§ **Task details**:
Without skipping or changing anything, print all the entries.

§ **Input**:
[Start of Attachment]
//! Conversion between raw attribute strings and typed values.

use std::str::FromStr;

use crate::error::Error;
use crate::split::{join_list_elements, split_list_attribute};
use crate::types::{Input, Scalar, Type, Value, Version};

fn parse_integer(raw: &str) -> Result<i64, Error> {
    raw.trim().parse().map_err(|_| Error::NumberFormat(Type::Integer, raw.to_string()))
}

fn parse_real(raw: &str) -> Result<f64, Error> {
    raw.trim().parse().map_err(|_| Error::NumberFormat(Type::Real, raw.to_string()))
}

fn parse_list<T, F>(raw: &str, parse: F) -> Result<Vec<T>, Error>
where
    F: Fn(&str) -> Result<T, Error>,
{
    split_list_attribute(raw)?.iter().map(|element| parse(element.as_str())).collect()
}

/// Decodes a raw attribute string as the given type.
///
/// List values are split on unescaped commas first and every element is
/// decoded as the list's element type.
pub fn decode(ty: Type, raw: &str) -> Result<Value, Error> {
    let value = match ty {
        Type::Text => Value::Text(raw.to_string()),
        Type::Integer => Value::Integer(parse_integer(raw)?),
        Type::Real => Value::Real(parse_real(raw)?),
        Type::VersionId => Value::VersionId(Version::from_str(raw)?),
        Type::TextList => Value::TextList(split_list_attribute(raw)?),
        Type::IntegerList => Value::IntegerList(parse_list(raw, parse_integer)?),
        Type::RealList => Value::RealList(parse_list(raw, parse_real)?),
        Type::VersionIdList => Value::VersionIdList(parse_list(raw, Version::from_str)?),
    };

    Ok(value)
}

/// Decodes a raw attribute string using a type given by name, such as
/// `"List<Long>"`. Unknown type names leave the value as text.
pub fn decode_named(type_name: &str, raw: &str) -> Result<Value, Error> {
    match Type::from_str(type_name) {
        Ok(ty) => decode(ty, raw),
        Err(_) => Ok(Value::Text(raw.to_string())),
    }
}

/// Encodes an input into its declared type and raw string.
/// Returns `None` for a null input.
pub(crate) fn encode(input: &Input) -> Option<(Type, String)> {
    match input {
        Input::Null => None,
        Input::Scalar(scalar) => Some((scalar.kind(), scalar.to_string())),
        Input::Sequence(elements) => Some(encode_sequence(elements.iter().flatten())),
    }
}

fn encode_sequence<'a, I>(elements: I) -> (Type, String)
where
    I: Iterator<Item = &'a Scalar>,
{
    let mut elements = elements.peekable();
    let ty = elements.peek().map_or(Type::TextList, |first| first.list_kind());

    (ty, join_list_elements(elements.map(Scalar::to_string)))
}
[End of Attachment]
§ **Written solution**:
//! Conversion between raw attribute strings and typed values.

use std::str::FromStr;

use crate::error::Error;
use crate::split::{join_list_elements, split_list_attribute};
use crate::types::{Input, Scalar, Type, Value, Version};

fn parse_integer(raw: &str) -> Result<i64, Error> {
    raw.trim().parse().map_err(|_| Error::NumberFormat(Type::Integer, raw.to_string()))
}

fn parse_real(raw: &str) -> Result<f64, Error> {
    raw.trim().parse().map_err(|_| Error::NumberFormat(Type::Real, raw.to_string()))
}

fn parse_list<T, F>(raw: &str, parse: F) -> Result<Vec<T>, Error>
where
    F: Fn(&str) -> Result<T, Error>,
{
    split_list_attribute(raw)?.iter().map(|element| parse(element.as_str())).collect()
}

/// Decodes a raw attribute string as the given type.
///
/// List values are split on unescaped commas first and every element is
/// decoded as the list's element type.
pub fn decode(ty: Type, raw: &str) -> Result<Value, Error> {
    let value = match ty {
        Type::Text => Value::Text(raw.to_string()),
        Type::Integer => Value::Integer(parse_integer(raw)?),
        Type::Real => Value::Real(parse_real(raw)?),
        Type::VersionId => Value::VersionId(Version::from_str(raw)?),
        Type::TextList => Value::TextList(split_list_attribute(raw)?),
        Type::IntegerList => Value::IntegerList(parse_list(raw, parse_integer)?),
        Type::RealList => Value::RealList(parse_list(raw, parse_real)?),
        Type::VersionIdList => Value::VersionIdList(parse_list(raw, Version::from_str)?),
    };

    Ok(value)
}

/// Decodes a raw attribute string using a type given by name, such as
/// `"List<Long>"`. Unknown type names leave the value as text.
pub fn decode_named(type_name: &str, raw: &str) -> Result<Value, Error> {
    match Type::from_str(type_name) {
        Ok(ty) => decode(ty, raw),
        Err(_) => Ok(Value::Text(raw.to_string())),
    }
}

/// Encodes an input into its declared type and raw string.
/// Returns `None` for a null input.
pub(crate) fn encode(input: &Input) -> Option<(Type, String)> {
    match input {
        Input::Null => None,
        Input::Scalar(scalar) => Some((scalar.kind(), scalar.to_string())),
        Input::Sequence(elements) => Some(encode_sequence(elements.iter().flatten())),
    }
}

fn encode_sequence<'a, I>(elements: I) -> (Type, String)
where
    I: Iterator<Item = &'a Scalar>,
{
    let mut elements = elements.peekable();
    let ty = elements.peek().map_or(Type::TextList, |first| first.list_kind());

    (ty, join_list_elements(elements.map(Scalar::to_string)))
}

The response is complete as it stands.